====== RECORDS ======
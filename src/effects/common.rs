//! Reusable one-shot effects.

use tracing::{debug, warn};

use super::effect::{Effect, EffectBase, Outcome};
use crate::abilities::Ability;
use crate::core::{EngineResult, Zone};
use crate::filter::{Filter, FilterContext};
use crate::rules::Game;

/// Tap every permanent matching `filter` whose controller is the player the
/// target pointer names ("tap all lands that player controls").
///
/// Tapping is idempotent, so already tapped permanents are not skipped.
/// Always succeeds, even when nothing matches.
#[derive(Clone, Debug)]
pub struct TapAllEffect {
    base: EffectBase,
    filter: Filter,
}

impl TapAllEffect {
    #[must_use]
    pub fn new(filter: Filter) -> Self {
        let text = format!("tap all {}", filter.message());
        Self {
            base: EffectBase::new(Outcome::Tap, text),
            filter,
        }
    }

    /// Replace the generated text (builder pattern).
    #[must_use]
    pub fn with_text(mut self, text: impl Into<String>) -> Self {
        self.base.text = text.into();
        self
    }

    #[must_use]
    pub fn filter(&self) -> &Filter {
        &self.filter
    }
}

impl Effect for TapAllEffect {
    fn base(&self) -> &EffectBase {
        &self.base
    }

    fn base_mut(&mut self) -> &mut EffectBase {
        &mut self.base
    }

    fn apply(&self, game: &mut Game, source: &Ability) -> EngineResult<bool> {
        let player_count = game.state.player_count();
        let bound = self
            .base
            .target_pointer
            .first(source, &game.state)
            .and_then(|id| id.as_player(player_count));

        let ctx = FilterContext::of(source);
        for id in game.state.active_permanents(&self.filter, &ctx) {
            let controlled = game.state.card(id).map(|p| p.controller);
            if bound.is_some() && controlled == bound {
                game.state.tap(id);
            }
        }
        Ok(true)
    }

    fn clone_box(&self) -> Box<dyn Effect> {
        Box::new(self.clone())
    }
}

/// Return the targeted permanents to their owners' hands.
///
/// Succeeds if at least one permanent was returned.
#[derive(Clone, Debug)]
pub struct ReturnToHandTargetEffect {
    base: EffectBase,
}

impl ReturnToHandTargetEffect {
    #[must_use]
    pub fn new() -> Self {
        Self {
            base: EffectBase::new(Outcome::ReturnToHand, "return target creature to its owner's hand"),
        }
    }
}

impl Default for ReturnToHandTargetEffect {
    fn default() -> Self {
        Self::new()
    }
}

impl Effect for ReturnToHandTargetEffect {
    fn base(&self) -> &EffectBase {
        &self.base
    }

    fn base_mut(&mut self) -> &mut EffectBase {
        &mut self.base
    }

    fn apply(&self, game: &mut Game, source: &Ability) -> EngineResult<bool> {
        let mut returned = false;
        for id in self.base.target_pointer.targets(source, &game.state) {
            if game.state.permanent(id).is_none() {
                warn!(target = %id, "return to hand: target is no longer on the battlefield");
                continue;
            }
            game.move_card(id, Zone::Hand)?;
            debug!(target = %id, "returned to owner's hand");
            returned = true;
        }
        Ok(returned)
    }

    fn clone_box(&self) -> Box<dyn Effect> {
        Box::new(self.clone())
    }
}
======
» WHAT THE EXERCISE ASKS
Nothing but the complete listing, repeated exactly, belongs in the answer.

» RESULT OF THE TASK
filename src/effects/common.rs
//! Reusable one-shot effects.

use tracing::{debug, warn};

use super::effect::{Effect, EffectBase, Outcome};
use crate::abilities::Ability;
use crate::core::{EngineResult, Zone};
use crate::filter::{Filter, FilterContext};
use crate::rules::Game;

/// Tap every permanent matching `filter` whose controller is the player the
/// target pointer names ("tap all lands that player controls").
///
/// Tapping is idempotent, so already tapped permanents are not skipped.
/// Always succeeds, even when nothing matches.
#[derive(Clone, Debug)]
pub struct TapAllEffect {
    base: EffectBase,
    filter: Filter,
}

impl TapAllEffect {
    #[must_use]
    pub fn new(filter: Filter) -> Self {
        let text = format!("tap all {}", filter.message());
        Self {
            base: EffectBase::new(Outcome::Tap, text),
            filter,
        }
    }

    /// Replace the generated text (builder pattern).
    #[must_use]
    pub fn with_text(mut self, text: impl Into<String>) -> Self {
        self.base.text = text.into();
        self
    }

    #[must_use]
    pub fn filter(&self) -> &Filter {
        &self.filter
    }
}

impl Effect for TapAllEffect {
    fn base(&self) -> &EffectBase {
        &self.base
    }

    fn base_mut(&mut self) -> &mut EffectBase {
        &mut self.base
    }

    fn apply(&self, game: &mut Game, source: &Ability) -> EngineResult<bool> {
        let player_count = game.state.player_count();
        let bound = self
            .base
            .target_pointer
            .first(source, &game.state)
            .and_then(|id| id.as_player(player_count));

        let ctx = FilterContext::of(source);
        for id in game.state.active_permanents(&self.filter, &ctx) {
            let controlled = game.state.card(id).map(|p| p.controller);
            if bound.is_some() && controlled == bound {
                game.state.tap(id);
            }
        }
        Ok(true)
    }

    fn clone_box(&self) -> Box<dyn Effect> {
        Box::new(self.clone())
    }
}

/// Return the targeted permanents to their owners' hands.
///
/// Succeeds if at least one permanent was returned.
#[derive(Clone, Debug)]
pub struct ReturnToHandTargetEffect {
    base: EffectBase,
}

impl ReturnToHandTargetEffect {
    #[must_use]
    pub fn new() -> Self {
        Self {
            base: EffectBase::new(Outcome::ReturnToHand, "return target creature to its owner's hand"),
        }
    }
}

impl Default for ReturnToHandTargetEffect {
    fn default() -> Self {
        Self::new()
    }
}

impl Effect for ReturnToHandTargetEffect {
    fn base(&self) -> &EffectBase {
        &self.base
    }

    fn base_mut(&mut self) -> &mut EffectBase {
        &mut self.base
    }

    fn apply(&self, game: &mut Game, source: &Ability) -> EngineResult<bool> {
        let mut returned = false;
        for id in self.base.target_pointer.targets(source, &game.state) {
            if game.state.permanent(id).is_none() {
                warn!(target = %id, "return to hand: target is no longer on the battlefield");
                continue;
            }
            game.move_card(id, Zone::Hand)?;
            debug!(target = %id, "returned to owner's hand");
            returned = true;
        }
        Ok(returned)
    }

    fn clone_box(&self) -> Box<dyn Effect> {
        Box::new(self.clone())
    }
}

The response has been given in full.